Pour rétablir le christianisme dans ses voies, il fallait, toujours suivant Saint-Simon, lui restituer un côté matérialiste dont l’absence le frappe de stérilité dans son action sociale. Le mot de Jésus-Christ : Mon royaume n’est pas de ce monde, mal compris et plus mal pratiqué, avait établi, dans la religion ancienne, une lutte éternelle et indéfinie entre la matière et l’intelligence, le corps et l’esprit. Cette lutte devait cesser ; le culte nouveau devait être un fait à la fois social et religieux.

Tel est le Nouveau Christianisme, dans lequel l’auteur a mérité qu’on dît de lui ce qu’il disait de Luther : Il a bien critiqué, mais pauvrement doctriné.
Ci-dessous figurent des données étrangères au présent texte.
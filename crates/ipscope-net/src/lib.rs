//! HTTP adapters for ipscope.
//!
//! [`HttpFetcher`] is the network behind the caching layer and
//! [`IpInfoClient`] talks to the upstream address lookup API.

pub mod config;
pub mod fetcher;
pub mod ipinfo;

pub use config::LookupConfig;
pub use fetcher::HttpFetcher;
pub use ipinfo::{IpInfoClient, snapshot_from_response};
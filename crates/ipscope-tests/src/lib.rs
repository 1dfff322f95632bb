//! End-to-end test infrastructure for ipscope.
//!
//! Runs the caching layer against mock HTTP servers standing in for the
//! application origin and the lookup API, with partitions on disk.
//!
//! # Usage
//!
//! ```ignore
//! use ipscope_tests::TestContext;
//!
//! #[tokio::test]
//! async fn test_something() {
//!     let ctx = TestContext::new().await;
//!     // Use ctx.origin, ctx.registration, ctx.store, etc.
//! }
//! ```

pub mod context;
pub mod fixtures;
pub mod helpers;

pub use context::TestContext;
pub use fixtures::*;
pub use helpers::*;

/// Initialize test logging (call once per test binary).
pub fn init_test_logging() {
    use tracing_subscriber::{EnvFilter, fmt};

    let _ = fmt()
        .with_env_filter(
            EnvFilter::try_from_default_env()
                .unwrap_or_else(|_| EnvFilter::new("warn,ipscope_cache=debug")),
        )
        .with_test_writer()
        .try_init();
}
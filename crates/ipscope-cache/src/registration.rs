//! Worker registration: at most one active and one waiting version.

use crate::bridge::ClientRegistry;
use crate::lifecycle::WorkerState;
use crate::worker::CacheWorker;
use async_trait::async_trait;
use ipscope_core::ports::Fetcher;
use ipscope_core::{ClientId, Error, InboundMessage, Reply, Request, ResponseSnapshot, Result};
use std::sync::Arc;
use tokio::sync::{Mutex, RwLock};
use tracing::{info, warn};

pub struct Registration {
    clients: Arc<ClientRegistry>,
    active: RwLock<Option<Arc<CacheWorker>>>,
    waiting: RwLock<Option<Arc<CacheWorker>>>,
    // Serializes install and promotion.
    transitions: Mutex<()>,
}

impl Registration {
    pub fn new(clients: Arc<ClientRegistry>) -> Self {
        Self {
            clients,
            active: RwLock::new(None),
            waiting: RwLock::new(None),
            transitions: Mutex::new(()),
        }
    }

    pub fn clients(&self) -> &Arc<ClientRegistry> {
        &self.clients
    }

    pub async fn active(&self) -> Option<Arc<CacheWorker>> {
        self.active.read().await.clone()
    }

    pub async fn waiting(&self) -> Option<Arc<CacheWorker>> {
        self.waiting.read().await.clone()
    }

    /// Install a worker and activate it when nothing else is active or it
    /// asked to skip waiting. Otherwise it waits, superseding any worker
    /// already waiting.
    ///
    /// A failed install leaves the active worker untouched.
    pub async fn register(&self, worker: Arc<CacheWorker>) -> Result<WorkerState> {
        let _guard = self.transitions.lock().await;

        if let Err(e) = worker.on_install().await {
            warn!(version = %worker.version(), error = %e, "Registration failed");
            return Err(e);
        }

        if self.active.read().await.is_none() || worker.skip_waiting_requested() {
            self.promote(worker.clone()).await?;
        } else {
            info!(version = %worker.version(), "Worker waiting");
            if let Some(previous) = self.waiting.write().await.replace(worker.clone()) {
                info!(version = %previous.version(), "Superseded waiting worker");
                previous.mark_redundant();
            }
        }
        Ok(worker.state())
    }

    /// Promote the waiting worker, if any.
    pub async fn skip_waiting(&self) -> Result<bool> {
        let _guard = self.transitions.lock().await;
        self.promote_waiting().await
    }

    /// Disconnect a client. The waiting worker takes over once no client
    /// is left.
    pub async fn client_closed(&self, id: ClientId) -> Result<bool> {
        let _guard = self.transitions.lock().await;
        self.clients.disconnect(id).await;
        if self.clients.is_empty().await {
            self.promote_waiting().await
        } else {
            Ok(false)
        }
    }

    async fn promote_waiting(&self) -> Result<bool> {
        let Some(worker) = self.waiting.write().await.take() else {
            return Ok(false);
        };
        worker.skip_waiting();
        self.promote(worker).await?;
        Ok(true)
    }

    /// Activate `worker`. A different worker still waiting is superseded.
    async fn promote(&self, worker: Arc<CacheWorker>) -> Result<()> {
        worker.on_activate().await?;
        if let Some(stale) = self.waiting.write().await.take() {
            if !Arc::ptr_eq(&stale, &worker) {
                info!(version = %stale.version(), "Superseded waiting worker");
                stale.mark_redundant();
            }
        }
        if let Some(previous) = self.active.write().await.replace(worker.clone()) {
            info!(
                from = %previous.version(),
                to = %worker.version(),
                "Replaced active worker"
            );
            previous.mark_redundant();
        }
        Ok(())
    }

    /// Resolve a request through the active worker.
    pub async fn resolve(&self, request: &Request) -> Result<ResponseSnapshot> {
        match self.active().await {
            Some(worker) => worker.resolve(request).await,
            None => Err(Error::Internal("No active worker".to_string())),
        }
    }

    /// Deliver a client message.
    ///
    /// `SKIP_WAITING` is addressed to the waiting worker; everything else
    /// goes to the active one.
    pub async fn post_message(&self, message: InboundMessage) -> Result<Option<Reply>> {
        if message == InboundMessage::SkipWaiting {
            self.skip_waiting().await?;
            return Ok(None);
        }
        match self.active().await {
            Some(worker) => Ok(worker.on_message(message).await),
            None => Err(Error::Internal("No active worker".to_string())),
        }
    }
}

/// Lets adapters that only know the network route through the active
/// worker instead.
#[async_trait]
impl Fetcher for Registration {
    async fn fetch(&self, request: &Request) -> Result<ResponseSnapshot> {
        self.resolve(request).await
    }
}

#[cfg(test)]
mod tests {
    use super::*;
    use crate::config::WorkerConfig;
    use crate::store::MemoryCacheStore;
    use crate::testing::MockFetcher;
    use ipscope_core::ports::CacheStorage;

    struct Fixture {
        store: Arc<MemoryCacheStore>,
        fetcher: Arc<MockFetcher>,
        registration: Registration,
    }

    impl Fixture {
        fn new() -> Self {
            Self {
                store: Arc::new(MemoryCacheStore::new()),
                fetcher: Arc::new(MockFetcher::new()),
                registration: Registration::new(Arc::new(ClientRegistry::new())),
            }
        }

        fn worker(&self, version: &str, files: &[&str], skip_waiting: bool) -> Arc<CacheWorker> {
            let config = WorkerConfig::for_origin("http://localhost:8080", version)
                .with_app_name("")
                .with_static_files(files.iter().copied())
                .with_skip_waiting(skip_waiting);
            Arc::new(
                CacheWorker::new(
                    config,
                    self.store.clone(),
                    self.fetcher.clone(),
                    self.registration.clients().clone(),
                )
                .unwrap(),
            )
        }
    }

    #[tokio::test]
    async fn test_first_worker_activates() {
        let fx = Fixture::new();
        let state = fx
            .registration
            .register(fx.worker("v1", &[], false))
            .await
            .unwrap();

        assert_eq!(state, WorkerState::Activated);
        assert_eq!(fx.registration.active().await.unwrap().version(), "v1");
    }

    #[tokio::test]
    async fn test_new_version_waits_for_skip_waiting_message() {
        let fx = Fixture::new();
        let v1 = fx.worker("v1", &[], false);
        fx.registration.register(v1.clone()).await.unwrap();
        let _client = fx.registration.clients().connect().await;

        let v2 = fx.worker("v2", &[], false);
        let state = fx.registration.register(v2).await.unwrap();
        assert_eq!(state, WorkerState::Installed);
        assert_eq!(fx.registration.active().await.unwrap().version(), "v1");

        let reply = fx
            .registration
            .post_message(InboundMessage::SkipWaiting)
            .await
            .unwrap();
        assert!(reply.is_none());
        assert_eq!(fx.registration.active().await.unwrap().version(), "v2");
        assert!(fx.registration.waiting().await.is_none());
        assert_eq!(v1.state(), WorkerState::Redundant);
        assert_eq!(
            fx.store.keys().await.unwrap(),
            vec!["dynamic-v2".to_string(), "static-v2".to_string()]
        );
    }

    #[tokio::test]
    async fn test_skip_waiting_worker_activates_immediately() {
        let fx = Fixture::new();
        fx.registration
            .register(fx.worker("v1", &[], false))
            .await
            .unwrap();
        let client = fx.registration.clients().connect().await;

        let state = fx
            .registration
            .register(fx.worker("v2", &[], true))
            .await
            .unwrap();
        assert_eq!(state, WorkerState::Activated);
        assert_eq!(
            fx.registration
                .clients()
                .controller_of(client.id)
                .await
                .as_deref(),
            Some("v2")
        );
    }

    #[tokio::test]
    async fn test_waiting_worker_takes_over_when_clients_close() {
        let fx = Fixture::new();
        fx.registration
            .register(fx.worker("v1", &[], false))
            .await
            .unwrap();
        let client = fx.registration.clients().connect().await;
        fx.registration
            .register(fx.worker("v2", &[], false))
            .await
            .unwrap();

        assert!(fx.registration.client_closed(client.id).await.unwrap());
        assert_eq!(fx.registration.active().await.unwrap().version(), "v2");
    }

    #[tokio::test]
    async fn test_newer_waiting_worker_supersedes_older() {
        let fx = Fixture::new();
        fx.registration
            .register(fx.worker("v1", &[], false))
            .await
            .unwrap();
        let _client = fx.registration.clients().connect().await;

        let v2 = fx.worker("v2", &[], false);
        fx.registration.register(v2.clone()).await.unwrap();
        fx.registration
            .register(fx.worker("v3", &[], false))
            .await
            .unwrap();

        assert_eq!(v2.state(), WorkerState::Redundant);
        assert_eq!(fx.registration.waiting().await.unwrap().version(), "v3");
    }

    #[tokio::test]
    async fn test_skip_waiting_worker_supersedes_waiting_one() {
        let fx = Fixture::new();
        fx.registration
            .register(fx.worker("v1", &[], false))
            .await
            .unwrap();
        let _client = fx.registration.clients().connect().await;

        let v2 = fx.worker("v2", &[], false);
        fx.registration.register(v2.clone()).await.unwrap();
        let state = fx
            .registration
            .register(fx.worker("v3", &[], true))
            .await
            .unwrap();

        assert_eq!(state, WorkerState::Activated);
        assert_eq!(v2.state(), WorkerState::Redundant);
        assert!(fx.registration.waiting().await.is_none());

        // Nothing is left to promote over the newer version.
        fx.registration
            .post_message(InboundMessage::SkipWaiting)
            .await
            .unwrap();
        assert_eq!(fx.registration.active().await.unwrap().version(), "v3");
        assert_eq!(
            fx.store.keys().await.unwrap(),
            vec!["dynamic-v3".to_string(), "static-v3".to_string()]
        );
    }

    #[tokio::test]
    async fn test_failed_install_keeps_prior_version() {
        let fx = Fixture::new();
        fx.fetcher
            .respond("http://localhost:8080/", ResponseSnapshot::ok("<html>"));
        fx.registration
            .register(fx.worker("v1", &["/"], true))
            .await
            .unwrap();

        fx.fetcher.set_offline(true);
        let v2 = fx.worker("v2", &["/"], true);
        let err = fx.registration.register(v2.clone()).await.unwrap_err();

        assert!(matches!(err, Error::InstallFailed { .. }));
        assert_eq!(v2.state(), WorkerState::Redundant);
        assert_eq!(fx.registration.active().await.unwrap().version(), "v1");
        assert_eq!(
            fx.store.keys().await.unwrap(),
            vec!["dynamic-v1".to_string(), "static-v1".to_string()]
        );

        // The previous version still serves its pre-cached shell.
        let page = fx
            .registration
            .resolve(&Request::parse("http://localhost:8080/").unwrap())
            .await
            .unwrap();
        assert_eq!(page.text().unwrap(), "<html>");
    }

    #[tokio::test]
    async fn test_no_active_worker() {
        let fx = Fixture::new();
        let err = fx
            .registration
            .resolve(&Request::parse("http://localhost:8080/").unwrap())
            .await
            .unwrap_err();
        assert!(matches!(err, Error::Internal(_)));

        let err = fx
            .registration
            .post_message(InboundMessage::GetVersion)
            .await
            .unwrap_err();
        assert!(matches!(err, Error::Internal(_)));
    }
}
De cet opuscule ont découlé, pour les disciples de Saint-Simon, d’abord les deux ou trois épigraphes de la foi nouvelle, puis l’appel aux capacités pour qu’elles eussent à concourir au grand œuvre de la rénovation religieuse et sociale ; puis encore cet apostolat, tout de persuasion et d’amour, cette nouvelle communion de martyrs à laquelle il n’a manqué que des bourreaux plus farouches ; enfin le principe vieux, mais oublié, de l’affection fraternelle entre les hommes, base de la nouvelle organisation sociale qui remplacera la force militaire par l’union pacifique, qui dissoudra l’armée pour enrégimenter les travailleurs.

— Jésus-Christ a préparé la fraternité universelle, dirent les successeurs du prophète ; Saint-Simon la réalise. L’église vraiment universelle va paraître : le règne de César cesse. L’église universelle gouverne le temporel comme le spirituel, le for extérieur comme le for intérieur. La science est sainte, l’industrie est sainte. Des prêtres, des savans, des industriels, voilà toute la société. Les chefs des prêtres, les chefs des savans, les chefs des industriels, voilà tout le gouvernement. Et tout bien est bien d’église, et toute profession est une fonction religieuse, un grade dans la hiérarchie sociale. — À chacun selon sa capacité ; à chaque capacité selon ses œuvres. — À côté du texte de Saint-Simon, telle est la glose saint-simonienne.